■ Instructions to follow:
What is the number of lines in the entries that contain the word "anywhere"? Answer with that figure alone.

■ Data extracted from a collection:
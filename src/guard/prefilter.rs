//! Policy prefilter on raw questions.
//!
//! Runs before the translator so a disallowed topic never costs an LLM call
//! and cannot be waved through by translator behavior.

use crate::guard::patterns::COMPETITORS;
use serde::{Deserialize, Serialize};

/// Outcome of the policy prefilter.
#[derive(Debug, Clone, PartialEq, Eq, Serialize, Deserialize)]
pub struct PolicyVerdict {
    pub blocked: bool,
    /// Declared term that matched (list spelling, not input spelling)
    pub matched_term: Option<String>,
}

impl PolicyVerdict {
    pub fn clear() -> Self {
        Self {
            blocked: false,
            matched_term: None,
        }
    }

    /// Human-readable reason for a blocked verdict.
    pub fn reason(&self) -> Option<String> {
        self.matched_term.as_ref().map(|term| {
            format!(
                "Cannot process questions about competitor brands ({})",
                title_case(term)
            )
        })
    }
}

/// Scan a question for disallowed topics.
///
/// Case-insensitive exact substring match against the competitor table; the
/// first declared term that occurs anywhere in the question is reported.
///
/// # Examples
///
/// ```
/// use askdb::guard::check_question;
///
/// let verdict = check_question("How does BrandX compare to KFC?");
/// assert!(verdict.blocked);
/// assert_eq!(verdict.matched_term.as_deref(), Some("kfc"));
/// ```
pub fn check_question(question: &str) -> PolicyVerdict {
    match COMPETITORS.first_match(question) {
        Some(hit) => PolicyVerdict {
            blocked: true,
            matched_term: Some(hit.term.to_string()),
        },
        None => PolicyVerdict::clear(),
    }
}

fn title_case(term: &str) -> String {
    term.split(' ')
        .map(|word| {
            let mut chars = word.chars();
            match chars.next() {
                Some(first) => first.to_uppercase().chain(chars).collect(),
                None => String::new(),
            }
        })
        .collect::<Vec<_>>()
        .join(" ")
}
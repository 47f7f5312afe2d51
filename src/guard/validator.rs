//! Lexical safety validator for candidate query text.
//!
//! Defense in depth: runs on every query that would reach the store, whether
//! it came from the translator or was supplied raw, and ignores whatever the
//! translator claimed about its own output.
//!
//! The scan is purely lexical. Keywords inside string literals or comments
//! are still treated as keywords, so `WHERE comment LIKE '%update%'` is
//! rejected. This over-rejection is accepted in exchange for not parsing.

use crate::guard::patterns::{BLOCKED_KEYWORDS, READ_ONLY_MARKERS};
use serde::{Deserialize, Serialize};

/// Outcome of safety validation.
#[derive(Debug, Clone, PartialEq, Eq, Serialize, Deserialize)]
pub struct SafetyVerdict {
    pub is_safe: bool,
    pub reason: Option<String>,
}

impl SafetyVerdict {
    pub fn safe() -> Self {
        Self {
            is_safe: true,
            reason: None,
        }
    }

    pub fn unsafe_because(reason: impl Into<String>) -> Self {
        Self {
            is_safe: false,
            reason: Some(reason.into()),
        }
    }
}

/// Decide whether `query_text` may be executed.
///
/// # Algorithm
///
/// 1. Blank text is trivially safe (nothing to execute)
/// 2. Any standalone blocked keyword anywhere -> unsafe, naming the keyword
/// 3. A `;` followed by more text -> unsafe (single statement only)
/// 4. Text must open with `SELECT` or `WITH`
///
/// Matching is case-insensitive; `query_text` itself is never modified.
pub fn validate_query(query_text: &str) -> SafetyVerdict {
    if query_text.trim().is_empty() {
        return SafetyVerdict::safe();
    }

    let upper = query_text.trim().to_uppercase();

    if let Some(hit) = BLOCKED_KEYWORDS.first_match(&upper) {
        return SafetyVerdict::unsafe_because(format!(
            "Blocked: {} statements are not allowed",
            hit.term
        ));
    }

    if has_trailing_statement(&upper) {
        return SafetyVerdict::unsafe_because("Blocked: multiple statements are not allowed");
    }

    if !READ_ONLY_MARKERS.is_match(&upper) {
        return SafetyVerdict::unsafe_because("Query must be a SELECT statement");
    }

    SafetyVerdict::safe()
}

/// `true` when a statement separator is followed by anything but whitespace.
fn has_trailing_statement(text: &str) -> bool {
    text.find(';')
        .map(|pos| text[pos + 1..].chars().any(|c| !c.is_whitespace() && c != ';'))
        .unwrap_or(false)
}
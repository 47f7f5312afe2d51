//! Tracing instrumentation for askdb.
//!
//! Span attributes follow the OpenTelemetry semantic conventions so the
//! spans can be exported as-is by any OTLP-aware subscriber:
//! - https://opentelemetry.io/docs/specs/semconv/database/database-spans/
//!
//! # Database spans
//!
//! **Span naming**: `{db.operation.name} {db.collection.name}`
//! - Example: `query reviews`, `explain reviews`
//!
//! **Attributes**:
//! - `db.system.name`: Always `"sqlite"`
//! - `db.collection.name`: Tables referenced by the statement
//! - `db.query.text`: The statement as executed
//! - `db.response.returned_rows`: Recorded after execution
//!
//! # Pipeline spans
//!
//! One INTERNAL span per request (`askdb.request`) with a child span per
//! stage (`askdb.stage`). The terminal status is recorded on the request span.

pub mod db;
pub mod pipeline;

pub use db::{db_explain_span, db_query_span, record_db_metrics, referenced_tables};
pub use pipeline::{record_request_outcome, request_span, stage_span};
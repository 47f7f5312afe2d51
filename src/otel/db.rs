//! Database operation instrumentation.

use sqlparser::ast::visit_relations;
use sqlparser::dialect::SQLiteDialect;
use sqlparser::parser::Parser;
use std::ops::ControlFlow;
use std::time::Duration;
use tracing::{field, span, Level, Span};

/// Tables referenced by a statement, in order of first appearance.
///
/// Common table expression names are reported like any other relation.
/// Statements the parser cannot read yield an empty list; this is only
/// used for span attributes and never affects execution.
pub fn referenced_tables(sql: &str) -> Vec<String> {
    let statements = match Parser::parse_sql(&SQLiteDialect {}, sql) {
        Ok(statements) => statements,
        Err(_) => return Vec::new(),
    };

    let mut tables: Vec<String> = Vec::new();
    let _ = visit_relations(&statements, |relation| {
        let name = relation.to_string();
        if !tables.contains(&name) {
            tables.push(name);
        }
        ControlFlow::<()>::Continue(())
    });
    tables
}

/// Create query execution span.
///
/// # Arguments
///
/// * `query_text` - Statement as it will be executed
///
/// # Returns
///
/// Tracing span with query attributes; `db.response.returned_rows` and
/// `db.response.elapsed_ms` are filled in by [`record_db_metrics`]
///
/// # Example
///
/// ```rust,ignore
/// let span = db_query_span("SELECT store_name FROM reviews");
/// let rows = run().instrument(span).await?;
/// ```
pub fn db_query_span(query_text: &str) -> Span {
    operation_span("query", query_text)
}

/// Create explain-plan span.
pub fn db_explain_span(query_text: &str) -> Span {
    operation_span("explain", query_text)
}

fn operation_span(operation: &'static str, query_text: &str) -> Span {
    let collection = referenced_tables(query_text).join(",");

    // Span name: "{operation} {collection}" or just "{operation}"
    let span_name = if collection.is_empty() {
        operation.to_string()
    } else {
        format!("{} {}", operation, collection)
    };

    span!(
        Level::INFO,
        "db",
        otel.name = %span_name,
        otel.kind = "client",
        db.system.name = "sqlite",
        db.operation.name = operation,
        db.collection.name = %collection,
        db.query.text = query_text,
        db.response.returned_rows = field::Empty,
        db.response.elapsed_ms = field::Empty,
    )
}

/// Record query metrics in the current span.
///
/// # Arguments
///
/// * `rows_returned` - Number of rows materialized
/// * `elapsed` - Statement wall-clock time
pub fn record_db_metrics(rows_returned: usize, elapsed: Duration) {
    let span = Span::current();
    span.record("db.response.returned_rows", rows_returned);
    span.record("db.response.elapsed_ms", elapsed.as_secs_f64() * 1000.0);
}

■ Written solution:
2